There were 202 responses, either on mail-in cards or at our Web site, www.atforum.com. Here is a recap of those opinions (by percent):
- – Evaluating better detoxification methods 30%
- – Improving counseling techniques 25%
- – Expanding uses of maintenance drugs (besides methadone and LAAM) 20%
- – Defining hereditary influences in addiction 10%
Although the top three were fairly close, developing better detoxification methods had highest priority. However, there are no indications of what might be lacking in present detox approaches.
Improving counseling techniques also received a large share of votes, and this is exactly the sort of research being pursued by D. Dwayne Simpson, PhD and his group at TCU in Texas, as described in our last edition. In fact, as we noted, interested readers can access a great wealth of information on the subject at the Institute for Behavioral Research Web site: www.ibr.tcu.edu.
Next, there was interest in expanding uses of maintenance drugs. And, as the 1995 IOM report “Development of Medications for the Treatment of Opiate and Cocaine Addictions” concluded, “Pharmacology for the treatment of drug addiction has received far too little attention… over the last 30 years only two additional medications [besides methadone] have been approved for the treatment of opiate addiction naltrexone and levo-alpha-acetylmethadol (LAAM) and it is important to note that both those medications were developed in the 1960s and 1970s.” Many reasons for this were suggested, and perhaps the situation has improved in the past few years, but readers obviously want to see more activity in this arena.
As might be expected, research into hereditary influences was ranked relatively lower than the others. Being able to predict hereditary factors in addiction has apparent value for prevention, but would not help those already addicted.
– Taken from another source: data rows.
//! Exact decimal numbers of unbounded size.
//!
//! A [`Decimal`] is an integer mantissa together with a scale, the number of
//! digits after the decimal point: `Decimal::new(12345, 3)` is `12.345`.
//! Addition, subtraction, multiplication and negation are exact. Digits are
//! only ever dropped by [`Decimal::round`] and [`Decimal::div_round`], which
//! take the target scale and the [`RoundingMode`] explicitly.

use std::cmp::Ordering;
use std::fmt;
use std::ops::{Add, Mul, Neg, Sub};
use std::str::FromStr;

use num_bigint::BigInt;
use num_traits::{One, Signed, Zero};
use serde::de::{self, Deserializer, Visitor};
use serde::Deserialize;
use thiserror::Error;

use super::RoundingMode;

/// Largest exponent accepted in scientific literals such as `1e-30`.
const MAX_LITERAL_EXPONENT: i64 = 100_000;

/// `10^n`.
pub(crate) fn pow10(n: u32) -> BigInt {
    BigInt::from(10u32).pow(n)
}

/// Number of decimal digits of `|n|`; zero has one digit.
pub(crate) fn decimal_digits(n: &BigInt) -> u32 {
    n.magnitude().to_string().len() as u32
}

/// `numerator / denominator` rounded to an integer with `mode`.
///
/// `denominator` must not be zero.
pub(crate) fn div_rounded(numerator: &BigInt, denominator: &BigInt, mode: RoundingMode) -> BigInt {
    let (n, d) = if denominator.is_negative() {
        (-numerator, -denominator)
    } else {
        (numerator.clone(), denominator.clone())
    };

    // Truncates toward zero
    let q = &n / &d;
    let r = &n - &q * &d;
    if r.is_zero() {
        return q;
    }

    let positive = n.is_positive();
    let half = (r.abs() * BigInt::from(2)).cmp(&d);
    let away = match mode {
        RoundingMode::Up => true,
        RoundingMode::Down => false,
        RoundingMode::Ceiling => positive,
        RoundingMode::Floor => !positive,
        RoundingMode::HalfUp => half != Ordering::Less,
        RoundingMode::HalfDown => half == Ordering::Greater,
        RoundingMode::HalfEven => match half {
            Ordering::Greater => true,
            Ordering::Less => false,
            Ordering::Equal => !(&q % BigInt::from(2)).is_zero(),
        },
    };

    if !away {
        q
    } else if positive {
        q + BigInt::one()
    } else {
        q - BigInt::one()
    }
}

/// Failure to read a decimal literal.
#[derive(Error, Debug, Clone, PartialEq, Eq)]
#[error("invalid decimal literal '{0}'")]
pub struct ParseDecimalError(String);

/// An exact base-10 number: `mantissa * 10^-scale`.
///
/// Equality and ordering are numeric, so `1.5` equals `1.500`; the scale only
/// matters for [`Display`](fmt::Display), which always prints exactly `scale`
/// fractional digits.
#[derive(Debug, Clone)]
pub struct Decimal {
    mantissa: BigInt,
    scale: u32,
}

impl Decimal {
    pub fn new(mantissa: impl Into<BigInt>, scale: u32) -> Self {
        Self {
            mantissa: mantissa.into(),
            scale,
        }
    }

    pub fn zero() -> Self {
        Self::new(0, 0)
    }

    pub fn one() -> Self {
        Self::new(1, 0)
    }

    pub fn mantissa(&self) -> &BigInt {
        &self.mantissa
    }

    /// Digits after the decimal point.
    pub fn scale(&self) -> u32 {
        self.scale
    }

    pub fn is_zero(&self) -> bool {
        self.mantissa.is_zero()
    }

    pub fn is_negative(&self) -> bool {
        self.mantissa.is_negative()
    }

    pub fn is_positive(&self) -> bool {
        self.mantissa.is_positive()
    }

    pub fn abs(&self) -> Self {
        Self::new(self.mantissa.abs(), self.scale)
    }

    /// Mantissa of `self` expressed at a scale at least as fine as its own.
    fn mantissa_at(&self, scale: u32) -> BigInt {
        debug_assert!(scale >= self.scale);
        &self.mantissa * pow10(scale - self.scale)
    }

    /// Round to exactly `scale` fractional digits.
    ///
    /// The result always carries `scale` digits, trailing zeros included.
    pub fn round(&self, scale: u32, mode: RoundingMode) -> Self {
        if scale >= self.scale {
            return Self::new(self.mantissa_at(scale), scale);
        }
        let divisor = pow10(self.scale - scale);
        Self::new(div_rounded(&self.mantissa, &divisor, mode), scale)
    }

    /// `self / other` rounded to `scale`, or `None` when `other` is zero.
    pub fn div_round(&self, other: &Decimal, scale: u32, mode: RoundingMode) -> Option<Self> {
        if other.is_zero() {
            return None;
        }
        // (ma / 10^sa) / (mb / 10^sb) * 10^scale = ma * 10^(sb + scale) / (mb * 10^sa)
        let numerator = &self.mantissa * pow10(other.scale + scale);
        let denominator = &other.mantissa * pow10(self.scale);
        Some(Self::new(div_rounded(&numerator, &denominator, mode), scale))
    }

    /// The integer value, when there is no fractional part.
    pub fn to_integer(&self) -> Option<BigInt> {
        let divisor = pow10(self.scale);
        let q = &self.mantissa / &divisor;
        (&q * &divisor == self.mantissa).then_some(q)
    }

    /// Digits before the decimal point of `|self|`; zero when `|self| < 1`.
    pub fn integer_digits(&self) -> u32 {
        if self.is_zero() {
            return 0;
        }
        decimal_digits(&self.mantissa).saturating_sub(self.scale)
    }

    /// Nearest `f64`, for reporting and approximate comparisons only.
    pub fn to_f64(&self) -> Option<f64> {
        self.to_string().parse().ok()
    }

    /// Halve exactly: one more digit of scale.
    pub(crate) fn half(&self) -> Self {
        Self::new(&self.mantissa * BigInt::from(5), self.scale + 1)
    }
}

impl PartialEq for Decimal {
    fn eq(&self, other: &Self) -> bool {
        self.cmp(other) == Ordering::Equal
    }
}

impl Eq for Decimal {}

impl PartialOrd for Decimal {
    fn partial_cmp(&self, other: &Self) -> Option<Ordering> {
        Some(self.cmp(other))
    }
}

impl Ord for Decimal {
    fn cmp(&self, other: &Self) -> Ordering {
        match self.scale.cmp(&other.scale) {
            Ordering::Equal => self.mantissa.cmp(&other.mantissa),
            Ordering::Less => self.mantissa_at(other.scale).cmp(&other.mantissa),
            Ordering::Greater => self.mantissa.cmp(&other.mantissa_at(self.scale)),
        }
    }
}

impl<'a, 'b> Add<&'b Decimal> for &'a Decimal {
    type Output = Decimal;

    fn add(self, rhs: &Decimal) -> Decimal {
        let scale = self.scale.max(rhs.scale);
        Decimal::new(self.mantissa_at(scale) + rhs.mantissa_at(scale), scale)
    }
}

impl<'a, 'b> Sub<&'b Decimal> for &'a Decimal {
    type Output = Decimal;

    fn sub(self, rhs: &Decimal) -> Decimal {
        let scale = self.scale.max(rhs.scale);
        Decimal::new(self.mantissa_at(scale) - rhs.mantissa_at(scale), scale)
    }
}

impl<'a, 'b> Mul<&'b Decimal> for &'a Decimal {
    type Output = Decimal;

    fn mul(self, rhs: &Decimal) -> Decimal {
        Decimal::new(&self.mantissa * &rhs.mantissa, self.scale + rhs.scale)
    }
}

macro_rules! forward_binop {
    ($imp:ident, $method:ident) => {
        impl $imp<Decimal> for Decimal {
            type Output = Decimal;

            fn $method(self, rhs: Decimal) -> Decimal {
                (&self).$method(&rhs)
            }
        }

        impl<'a> $imp<&'a Decimal> for Decimal {
            type Output = Decimal;

            fn $method(self, rhs: &Decimal) -> Decimal {
                (&self).$method(rhs)
            }
        }

        impl<'a> $imp<Decimal> for &'a Decimal {
            type Output = Decimal;

            fn $method(self, rhs: Decimal) -> Decimal {
                self.$method(&rhs)
            }
        }
    };
}

forward_binop!(Add, add);
forward_binop!(Sub, sub);
forward_binop!(Mul, mul);

impl Neg for Decimal {
    type Output = Decimal;

    fn neg(self) -> Decimal {
        Decimal::new(-self.mantissa, self.scale)
    }
}

impl Neg for &Decimal {
    type Output = Decimal;

    fn neg(self) -> Decimal {
        Decimal::new(-&self.mantissa, self.scale)
    }
}

impl From<BigInt> for Decimal {
    fn from(n: BigInt) -> Self {
        Self::new(n, 0)
    }
}

macro_rules! from_integer {
    ($($t:ty),*) => {
        $(
            impl From<$t> for Decimal {
                fn from(n: $t) -> Self {
                    Self::new(n, 0)
                }
            }
        )*
    };
}

from_integer!(i32, i64, u32, u64, usize);

impl FromStr for Decimal {
    type Err = ParseDecimalError;

    /// Reads `[+-]digits[.digits][(e|E)[+-]digits]`.
    fn from_str(s: &str) -> Result<Self, Self::Err> {
        let invalid = || ParseDecimalError(s.to_string());

        let (negative, body) = match s.strip_prefix('-') {
            Some(rest) => (true, rest),
            None => (false, s.strip_prefix('+').unwrap_or(s)),
        };
        let (number, exponent) = match body.find(['e', 'E']) {
            Some(pos) => (&body[..pos], Some(&body[pos + 1..])),
            None => (body, None),
        };
        let (int_part, frac_part) = number.split_once('.').unwrap_or((number, ""));

        let all_digits = |part: &str| part.chars().all(|c| c.is_ascii_digit());
        if (int_part.is_empty() && frac_part.is_empty())
            || !all_digits(int_part)
            || !all_digits(frac_part)
        {
            return Err(invalid());
        }

        let exponent: i64 = match exponent {
            Some(text) => text.parse().map_err(|_| invalid())?,
            None => 0,
        };
        if exponent.abs() > MAX_LITERAL_EXPONENT {
            return Err(invalid());
        }

        let digits = format!("{int_part}{frac_part}");
        let mut mantissa: BigInt = digits.parse().map_err(|_| invalid())?;
        if negative {
            mantissa = -mantissa;
        }

        let scale = frac_part.len() as i64 - exponent;
        if scale >= 0 {
            let scale = u32::try_from(scale).map_err(|_| invalid())?;
            Ok(Self::new(mantissa, scale))
        } else {
            let shift = u32::try_from(-scale).map_err(|_| invalid())?;
            Ok(Self::new(mantissa * pow10(shift), 0))
        }
    }
}

impl fmt::Display for Decimal {
    fn fmt(&self, f: &mut fmt::Formatter<'_>) -> fmt::Result {
        let digits = self.mantissa.magnitude().to_string();
        let scale = self.scale as usize;
        let padded = if digits.len() <= scale {
            format!("{}{}", "0".repeat(scale + 1 - digits.len()), digits)
        } else {
            digits
        };

        let sign = if self.is_negative() { "-" } else { "" };
        if scale == 0 {
            write!(f, "{sign}{padded}")
        } else {
            let (int_part, frac_part) = padded.split_at(padded.len() - scale);
            write!(f, "{sign}{int_part}.{frac_part}")
        }
    }
}

struct DecimalVisitor;

impl<'de> Visitor<'de> for DecimalVisitor {
    type Value = Decimal;

    fn expecting(&self, formatter: &mut fmt::Formatter) -> fmt::Result {
        formatter.write_str("a decimal number or a string holding one")
    }

    fn visit_str<E: de::Error>(self, v: &str) -> Result<Decimal, E> {
        v.parse().map_err(E::custom)
    }

    fn visit_i64<E: de::Error>(self, v: i64) -> Result<Decimal, E> {
        Ok(Decimal::from(v))
    }

    fn visit_u64<E: de::Error>(self, v: u64) -> Result<Decimal, E> {
        Ok(Decimal::from(v))
    }

    fn visit_f64<E: de::Error>(self, v: f64) -> Result<Decimal, E> {
        // Shortest representation that reads back as the same float
        v.to_string().parse().map_err(E::custom)
    }
}

impl<'de> Deserialize<'de> for Decimal {
    fn deserialize<D: Deserializer<'de>>(deserializer: D) -> Result<Self, D::Error> {
        deserializer.deserialize_any(DecimalVisitor)
    }
}

#[cfg(test)]
mod tests {
    use super::*;

    fn d(s: &str) -> Decimal {
        s.parse().unwrap()
    }

    #[test]
    fn test_parse_and_display() {
        assert_eq!(d("1.250").to_string(), "1.250");
        assert_eq!(d("-0.05").to_string(), "-0.05");
        assert_eq!(d("+7").to_string(), "7");
        assert_eq!(d(".5").to_string(), "0.5");
        assert_eq!(d("1.5e2").to_string(), "150");
        assert_eq!(d("25E-3").to_string(), "0.025");
        assert_eq!(Decimal::new(-5, 3).to_string(), "-0.005");
    }

    #[test]
    fn test_parse_rejects_garbage() {
        for bad in ["", "-", ".", "1.2.3", "1e", "abc", "1e999999999", "--1"] {
            assert!(bad.parse::<Decimal>().is_err(), "{bad}");
        }
    }

    #[test]
    fn test_equality_ignores_trailing_zeros() {
        assert_eq!(d("1.5"), d("1.500000"));
        assert!(d("-2") < d("-1.999"));
        assert!(d("0.1") > Decimal::zero());
    }

    #[test]
    fn test_exact_arithmetic_beyond_machine_range() {
        let big = d("79228162514264337593543950335");
        let doubled = &big * Decimal::from(2) + Decimal::one();
        assert_eq!(doubled.to_string(), "158456325028528675187087900671");
        assert_eq!(&doubled - &big - &big, Decimal::one());
    }

    #[test]
    fn test_round_keeps_every_requested_digit_for_large_values() {
        let v = d("123456789.12345678901234567890123");
        let r = v.round(20, RoundingMode::HalfEven);
        assert_eq!(r.to_string(), "123456789.12345678901234567890");
        assert_eq!(r.scale(), 20);
    }

    #[test]
    fn test_div_round() {
        let q = d("1").div_round(&d("3"), 6, RoundingMode::HalfEven).unwrap();
        assert_eq!(q.to_string(), "0.333333");
        let q = d("-2").div_round(&d("0.3"), 2, RoundingMode::Floor).unwrap();
        assert_eq!(q.to_string(), "-6.67");
        assert!(d("1").div_round(&Decimal::zero(), 6, RoundingMode::HalfEven).is_none());
    }

    #[test]
    fn test_to_integer() {
        assert_eq!(d("4.000").to_integer(), Some(BigInt::from(4)));
        assert_eq!(d("4.5").to_integer(), None);
        assert_eq!(d("-3.0").to_integer(), Some(BigInt::from(-3)));
    }

    #[test]
    fn test_deserialize_from_toml_strings_and_numbers() {
        #[derive(Deserialize)]
        struct Values {
            a: Decimal,
            b: Decimal,
            c: Decimal,
        }
        let v: Values = toml::from_str("a = \"0.1\"\nb = 2\nc = 0.25").unwrap();
        assert_eq!(v.a, d("0.1"));
        assert_eq!(v.b, d("2"));
        assert_eq!(v.c, d("0.25"));
    }
}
However, being able to modify (i.e., correct) the gene structures of addicts after-the-fact may seem like science fiction today, but could become a future reality if research proceeds in that direction.
The remaining 15% of responses indicated “other,” and some readers included research suggestions:
- Outcome studies on MMT effectiveness to demonstrate needs for increased funding.
- Evaluate the efficacy of methadone along with other psychotropic medicines.
- Research on the value of take-home methadone and the true extent of diversion.
- Interaction between methadone and AIDS therapies.
- Studies using herbs and other alternatives to lessen withdrawal symptoms.
- Investigations of the endorphin system and the role of opiate receptors in addiction and recovery.
- Individualizing methadone dose based on clinical and metabolic responses (evaluating serum levels, liver enzyme function, hereditary influences, etc).
- Research on quality control in MMT.
- Explore relationships of methadone dose and socioeconomic factors (employment, housing, family life, etc.)
Finally, one reader suggested using funds to make treatment more affordable and finance the expansion of treatment centers. Although this does not seem to be a research objective, it suggests a reapportionment of funds from other areas for expanding community-based treatment programs.
Several readers wanted more research on the value of medical maintenance and/or community physicians prescribing methadone. Those are ongoing concerns, also explored elsewhere in this issue of A.T. Forum.